Cookies help us deliver our Services. By using our Services, you agree to our use of cookies. Learn More.

Why Kevin Costner Isn't A Fan Of Most Western Movies

Aside from sports movies, Kevin Costner is perhaps most commonly associated with Westerns. As both an actor and director, he's lent his talents to some beloved genre gems, including "Open Range," "Silverado," and "Dances with Wolves." The latter was nominated for 12 Academy Awards and won seven. Costner went home with two trophies on Oscar night 1991: one for best picture, and the other for best director. Needless to say, he's left his mark on Westerns in a big way.

These days, Costner can be found flexing his cowboy chops in "Yellowstone," a neo-Western series about a Montana-based rancher trying to protect his ancestral plot of land from a variety of forces trying to encroach on it. John Dutton is the type of character Costner was seemingly born to play. Furthermore, "Yellowstone" has been a huge hit with audiences, with the premiere of the fourth season bringing in extraordinary viewership numbers.

Given that Costner gravitates toward cowboy roles, you'd think he was a fan of Westerns. However, it turns out that assumption isn't entirely accurate.

Kevin Costner says most Westerns miss the point

Kevin Costner sat down with "Good Morning America" back in 2019 to discuss "Yellowstone," but it didn't take long until the conversation shifted toward his overall opinion of Westerns. During the enlightening chat, the actor said that he isn't a fan of many films in the genre due to their simplistic qualities and ignorance toward real history.

According to Costner, the Old West was a "Victorian age" in which people wrote "beautiful letters" while struggling to cope with frightening lawlessness. However, Westerns have a tendency to address these aspects without any real substance. "I love the beauty of the country, but I won't tolerate bad language, meaning literacy, of a Western on TV or in film. I hate it. I don't like it when it's dumb," Costner revealed.

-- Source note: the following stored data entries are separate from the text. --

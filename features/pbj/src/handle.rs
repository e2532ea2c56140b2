use std::{future::Future, marker::PhantomData, rc::Rc};

use crate::{
    container::Context,
    errors::PbjError,
    factories::{Construct, Factory, Service},
    initiator::Initializer,
    invocation::{interceptor, NextFn, Resolution},
    key::{AsKey, KeyId, ServiceKey},
    record::ServiceRecord,
    resolver::{
        rc::{downcast_optional, downcast_required},
        Arg, Pbj,
    },
    types::{DynError, Injectable, Instance},
};

/// Chainable configuration of a registered service
///
/// Every setter applies immediately, the handle only keeps the record around. Setting the
/// same service, arguments or flags again is a no-op and keeps the cached instance.
/// ```
/// use std::rc::Rc;
/// use pbj::{pbj_key, Arg, Context};
///
/// let ctx = Context::new();
/// let base = pbj_key::<u32>("base");
/// let doubled = pbj_key::<u32>("doubled");
///
/// ctx.register(&base).with_value(21);
/// ctx.register(&doubled)
///     .with_factory(|r| r.arg::<Rc<u32>>(0).map(|base| *base * 2))
///     .with_args([Arg::key(&base)]);
///
/// assert_eq!(*ctx.resolve(&doubled).unwrap(), 42);
/// ```
pub struct ServiceHandle<T> {
    context: Context,
    record: Rc<ServiceRecord>,
    _marker: PhantomData<fn() -> T>,
}

impl<T> Clone for ServiceHandle<T> {
    fn clone(&self) -> Self {
        ServiceHandle {
            context: self.context.clone(),
            record: self.record.clone(),
            _marker: PhantomData,
        }
    }
}

impl<T> std::fmt::Debug for ServiceHandle<T> {
    fn fmt(&self, f: &mut std::fmt::Formatter<'_>) -> std::fmt::Result {
        f.debug_tuple("ServiceHandle").field(self.record.key()).finish()
    }
}

impl<T: Injectable> ServiceHandle<T> {
    pub(crate) fn new(context: Context, record: Rc<ServiceRecord>) -> Self {
        ServiceHandle {
            context,
            record,
            _marker: PhantomData,
        }
    }

    /// Replaces the arguments passed to the factory
    pub fn with_args(self, args: impl IntoIterator<Item = Arg>) -> Self {
        self.record.set_args(args.into_iter().collect());
        self
    }

    /// Appends one argument
    pub fn with_arg(self, arg: impl Into<Arg>) -> Self {
        let mut args = self.record.args();
        args.push(arg.into());
        self.record.set_args(args);
        self
    }

    pub fn with_value(self, value: T) -> Self {
        self.set(Service::Value(Some(Instance::new(value))))
    }

    /// A value which keeps its identity, registering the same `Rc` again is a no-op
    pub fn with_shared_value(self, value: Rc<T>) -> Self {
        self.set(Service::Value(Some(Instance::from_rc(value))))
    }

    /// A value which may be null, a null value makes the service optional
    pub fn with_optional_value(self, value: Option<T>) -> Self {
        if value.is_none() {
            self.record.set_optional(true);
        }
        self.set(Service::Value(value.map(Instance::new)))
    }

    pub fn with_factory<E, F>(self, factory: F) -> Self
    where
        E: Into<DynError>,
        F: Fn(&Resolution<'_>) -> Result<T, E> + 'static,
    {
        self.set(Service::Factory(Factory::function(factory)))
    }

    /// A factory which may produce nothing, the service is marked optional
    pub fn with_optional_factory<E, F>(self, factory: F) -> Self
    where
        E: Into<DynError>,
        F: Fn(&Resolution<'_>) -> Result<Option<T>, E> + 'static,
    {
        self.record.set_optional(true);
        self.set(Service::Factory(Factory::optional_function(factory)))
    }

    /// A factory producing a future
    ///
    /// Synchronous resolution of this service, or of anything depending on it, fails with
    /// [crate::AsyncPending] until the future settled. Use [Context::resolve_async].
    pub fn with_async_factory<E, F, Fut>(self, factory: F) -> Self
    where
        E: Into<DynError>,
        F: Fn(&Resolution<'_>) -> Fut + 'static,
        Fut: Future<Output = Result<T, E>> + 'static,
    {
        self.set(Service::Factory(Factory::async_function(factory)))
    }

    pub fn with_constructor(self) -> Self
    where
        T: Construct,
    {
        self.set(Service::Factory(Factory::constructor::<T>()))
    }

    pub fn with_cacheable(self, cacheable: bool) -> Self {
        self.record.set_cacheable(cacheable);
        self
    }

    pub fn with_optional(self, optional: bool) -> Self {
        self.record.set_optional(optional);
        self
    }

    /// Replaces the tags, see [Context::list_of]
    pub fn with_tags<K: AsKey>(self, tags: impl IntoIterator<Item = K>) -> Self {
        self.record
            .set_tags(tags.into_iter().map(|tag| tag.key_id()).collect());
        self
    }

    pub fn with_tag(self, tag: &impl AsKey) -> Self {
        let tag = tag.key_id();
        if !self.record.has_tag(&tag) {
            let mut tags = self.record.tags();
            tags.push(tag);
            self.record.set_tags(tags);
        }
        self
    }

    pub fn with_description(self, description: &str) -> Self {
        self.record.set_description(description);
        self
    }

    pub fn with_name(self, name: &str) -> Self {
        self.record.set_name(name);
        self
    }

    /// Wraps every invocation, the first interceptor added is the outermost
    ///
    /// An interceptor may call `next` any number of times, including never, and may swallow
    /// its errors.
    pub fn with_interceptor<F>(self, f: F) -> Self
    where
        F: Fn(&mut Next<'_, '_, T>) -> Result<Option<Rc<T>>, PbjError> + 'static,
    {
        self.record.push_interceptor(typed_interceptor(f));
        self
    }

    /// Replaces all interceptors
    pub fn with_interceptors<F>(self, interceptors: impl IntoIterator<Item = F>) -> Self
    where
        F: Fn(&mut Next<'_, '_, T>) -> Result<Option<Rc<T>>, PbjError> + 'static,
    {
        self.record
            .set_interceptors(interceptors.into_iter().map(typed_interceptor).collect());
        self
    }

    /// Runs `hook` once on every freshly built instance
    pub fn with_initialize<E, F>(self, method: &str, hook: F) -> Self
    where
        E: Into<DynError>,
        F: Fn(&T) -> Result<(), E> + 'static,
    {
        self.record.set_initializer(Initializer::new(method, hook));
        self
    }

    /// Marks the service as producing a list
    pub fn as_array(self) -> Self {
        self.record.set_array(true);
        self
    }

    fn set(self, service: Service) -> Self {
        self.record.set_service(service);
        self
    }

    pub fn key(&self) -> &KeyId {
        self.record.key()
    }

    pub fn record(&self) -> Rc<ServiceRecord> {
        self.record.clone()
    }

    pub fn pbj(&self) -> Pbj<T> {
        self.context.pbj_id(self.record.key().clone())
    }

    pub fn resolve(&self) -> Result<Rc<T>, PbjError> {
        downcast_required(self.record.key(), self.record.invoke()?)
    }

    pub fn resolve_optional(&self) -> Result<Option<Rc<T>>, PbjError> {
        downcast_optional(self.record.key(), self.record.invoke()?)
    }

    pub async fn resolve_async(&self) -> Result<Rc<T>, PbjError> {
        let key = self.record.key().clone();
        let instance = self.context.invoke_async(&key).await?;
        downcast_required(&key, instance)
    }

    pub fn invalidate(&self) {
        self.record.invalidate();
    }
}

impl<T> AsKey for ServiceHandle<T> {
    fn key_id(&self) -> KeyId {
        self.record.key().clone()
    }
}
impl<T: Injectable> ServiceKey for ServiceHandle<T> {
    type Output = T;
}

impl<T> From<&ServiceHandle<T>> for Arg {
    fn from(handle: &ServiceHandle<T>) -> Self {
        Arg::Key(handle.record.key().clone())
    }
}

/// Continuation of an intercepted invocation
pub struct Next<'a, 'b, T> {
    key: &'a KeyId,
    inner: &'a mut NextFn<'b>,
    _marker: PhantomData<fn() -> T>,
}

impl<T: Injectable> Next<'_, '_, T> {
    /// Key of the intercepted service
    pub fn key(&self) -> &KeyId {
        self.key
    }

    /// Runs the rest of the chain
    pub fn next(&mut self) -> Result<Option<Rc<T>>, PbjError> {
        let produced = (self.inner)()?;
        downcast_optional(self.key, produced)
    }
}

fn typed_interceptor<T, F>(f: F) -> crate::invocation::Interceptor
where
    T: Injectable,
    F: Fn(&mut Next<'_, '_, T>) -> Result<Option<Rc<T>>, PbjError> + 'static,
{
    interceptor(move |key, inner| {
        let mut next = Next {
            key,
            inner,
            _marker: PhantomData,
        };
        f(&mut next).map(|value| value.map(Instance::from_rc))
    })
}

The actor went on to say that filmmakers have continually failed to capitalize on the genre's emotionally stirring qualities, which has dampened his interest in seeing on-screen interpretations of the cowboy lifestyle. "[The] architecture of a Western should be to actually frighten you," he stated. "Sitting down in the dark watching something and thinking, 'That could have just happened to me, and I don't know what I would have done.'"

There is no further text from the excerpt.